Une dynamique portée par des acteurs variés

Parmi les 38 entreprises identifiées par Le Monde, on trouve des groupes issus de secteurs aussi divers que la pharmacie, le BTP ou l’agroalimentaire. Le groupe Pierre Fabre, spécialisé dans les produits dermatologiques, en est un exemple marquant. Fondé en 1962, il est aujourd’hui contrôlé par une fondation familiale, ce qui lui permet de concilier performance économique et missions d’intérêt général. De même, Fayat, l’un des leaders européens du BTP, a adopté ce modèle pour pérenniser son actionnariat et éviter une dilution du capital.

Côté agroalimentaire, les sirops Monin, connus pour leurs saveurs innovantes, illustrent une autre facette de ce phénomène. Leur intégration dans une structure actionnariale contrôlée par une fondation leur offre une stabilité financière tout en préservant leur indépendance opérationnelle.

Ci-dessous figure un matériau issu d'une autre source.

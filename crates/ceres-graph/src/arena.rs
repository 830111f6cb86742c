//! Generational arena backing the node collection
//!
//! Nodes and ports refer to each other through [`NodeHandle`]s rather than
//! pointers. Removing a node bumps its slot's generation, so a handle kept
//! across a removal resolves to `None` instead of aliasing a new node.

use serde::{Deserialize, Serialize};

/// Stable index + generation handle to a node in a graph
#[derive(
    Debug, Clone, Copy, Default, PartialEq, Eq, Hash, PartialOrd, Ord, Serialize, Deserialize,
)]
pub struct NodeHandle {
    index: u32,
    generation: u32,
}

impl NodeHandle {
    /// Slot index
    pub fn index(self) -> usize {
        self.index as usize
    }

    pub fn generation(self) -> u32 {
        self.generation
    }
}

#[derive(Debug)]
struct Slot<T> {
    generation: u32,
    item: Option<T>,
}

/// Arena of items addressed by generational handles
#[derive(Debug)]
pub struct Arena<T> {
    slots: Vec<Slot<T>>,
    free: Vec<u32>,
    len: usize,
}

impl<T> Default for Arena<T> {
    fn default() -> Self {
        Self::new()
    }
}

impl<T> Arena<T> {
    pub fn new() -> Self {
        Self {
            slots: Vec::new(),
            free: Vec::new(),
            len: 0,
        }
    }

    /// Insert an item, reusing a free slot if one exists
    pub fn insert(&mut self, item: T) -> NodeHandle {
        self.len += 1;
        if let Some(index) = self.free.pop() {
            let slot = &mut self.slots[index as usize];
            slot.item = Some(item);
            return NodeHandle {
                index,
                generation: slot.generation,
            };
        }
        let index = u32::try_from(self.slots.len()).unwrap_or(u32::MAX);
        self.slots.push(Slot {
            generation: 0,
            item: Some(item),
        });
        NodeHandle {
            index,
            generation: 0,
        }
    }

    /// Remove an item; its handle becomes stale
    pub fn remove(&mut self, handle: NodeHandle) -> Option<T> {
        let slot = self.slots.get_mut(handle.index())?;
        if slot.generation != handle.generation {
            return None;
        }
        let item = slot.item.take()?;
        slot.generation = slot.generation.wrapping_add(1);
        self.free.push(handle.index);
        self.len -= 1;
        Some(item)
    }

    pub fn get(&self, handle: NodeHandle) -> Option<&T> {
        let slot = self.slots.get(handle.index())?;
        if slot.generation != handle.generation {
            return None;
        }
        slot.item.as_ref()
    }

    pub fn get_mut(&mut self, handle: NodeHandle) -> Option<&mut T> {
        let slot = self.slots.get_mut(handle.index())?;
        if slot.generation != handle.generation {
            return None;
        }
        slot.item.as_mut()
    }

    /// Live items in slot order
    pub fn iter(&self) -> impl Iterator<Item = (NodeHandle, &T)> {
        self.slots.iter().enumerate().filter_map(|(index, slot)| {
            slot.item.as_ref().map(|item| {
                (
                    NodeHandle {
                        index: index as u32,
                        generation: slot.generation,
                    },
                    item,
                )
            })
        })
    }

    pub fn iter_mut(&mut self) -> impl Iterator<Item = (NodeHandle, &mut T)> {
        self.slots.iter_mut().enumerate().filter_map(|(index, slot)| {
            let generation = slot.generation;
            slot.item.as_mut().map(|item| {
                (
                    NodeHandle {
                        index: index as u32,
                        generation,
                    },
                    item,
                )
            })
        })
    }

    pub fn len(&self) -> usize {
        self.len
    }

    pub fn is_empty(&self) -> bool {
        self.len == 0
    }
}

#[cfg(test)]
mod tests {
    use super::*;

    #[test]
    fn test_stale_handle_after_remove() {
        let mut arena = Arena::new();
        let a = arena.insert("a");
        assert_eq!(arena.get(a), Some(&"a"));

        assert_eq!(arena.remove(a), Some("a"));
        assert!(arena.get(a).is_none());

        let b = arena.insert("b");
        assert_eq!(a.index(), b.index());
        assert_ne!(a.generation(), b.generation());
        assert!(arena.get(a).is_none());
        assert_eq!(arena.get(b), Some(&"b"));
        assert_eq!(arena.len(), 1);
    }

    #[test]
    fn test_iter_skips_vacant_slots() {
        let mut arena = Arena::new();
        let a = arena.insert(1);
        arena.insert(2);
        arena.insert(3);
        arena.remove(a);
        let items: Vec<i32> = arena.iter().map(|(_, v)| *v).collect();
        assert_eq!(items, vec![2, 3]);
    }
}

Un modèle freiné par le cadre juridique français

Si l’attrait pour les fondations actionnaires ne cesse de croître, les règles successorales françaises constituent un frein majeur à leur développement. En effet, la transmission d’une entreprise à une fondation, notamment via un legs ou une donation, est soumise à des droits de succession élevés et à des procédures administratives complexes. « Les fondations actionnaires permettent de sécuriser la transmission d’une entreprise tout en garantissant sa pérennité, mais le coût fiscal reste un obstacle majeur », explique un expert en droit des affaires cité par Le Monde.

Pour contourner ces difficultés, certaines fondations optent pour des montages juridiques hybrides, combinant structures familiales et fondations. Cependant, ces solutions restent coûteuses et peu accessibles aux PME, limitant ainsi la généralisation du modèle.

Un outil au service de l’économie sociale et solidaire

Les fondations actionnaires ne se limitent pas à une stratégie de transmission. Elles s’inscrivent aussi dans une logique d’économie sociale et solidaire, où la performance économique est mise au service d’une mission d’intérêt général. « Ces structures permettent de concilier rentabilité et engagement sociétal, en réinvestissant les bénéfices dans des projets à impact », souligne un représentant du secteur interrogé par Le Monde.

Des exemples comme celui de Danone, dont une partie du capital est détenue par une fondation, montrent que ce modèle peut s’appliquer à des groupes de grande envergure. Cependant, son adoption massive en France dépendra en grande partie de l’évolution du cadre fiscal et juridique.

Et maintenant ?

Plusieurs pistes sont évoquées pour lever les freins actuels. D’abord, une réforme des droits de succession appliqués aux transmissions aux fondations, afin d’alléger leur coût. Ensuite, une simplification des procédures administratives, souvent pointées du doigt pour leur lourdeur. Enfin, des incitations fiscales pourraient être mises en place pour encourager les entreprises à adopter ce modèle. Ces évolutions, si elles voient le jour, pourraient accélérer la dynamique observée depuis une décennie. Une prochaine échéance à surveiller : les débats parlementaires sur la loi de finances 2027, qui pourraient intégrer des mesures en faveur des fondations actionnaires.

En attendant, le nombre de 38 entreprises détenues par des fondations en France reste modeste comparé à d’autres pays européens, où ce modèle est plus répandu. Pourtant, son potentiel pour l’économie française, notamment en matière de stabilité actionnariale et de responsabilité sociale, n’est plus à démontrer.

Une fondation actionnaire offre une stabilité à long terme en évitant les risques de rachat ou de dilution du capital. Elle permet aussi de concilier performance économique et missions d’intérêt général, en réinvestissant les bénéfices dans des projets sociétaux. Enfin, ce modèle sécurise la transmission de l’entreprise, notamment dans un contexte familial.

En France, les droits de succession sur les transmissions aux fondations sont élevés, ce qui rend ce modèle coûteux. De plus, les procédures administratives sont complexes et longues, décourageant les entreprises, en particulier les PME, à adopter ce statut. Une réforme de ces droits et une simplification des démarches pourraient lever ces obstacles.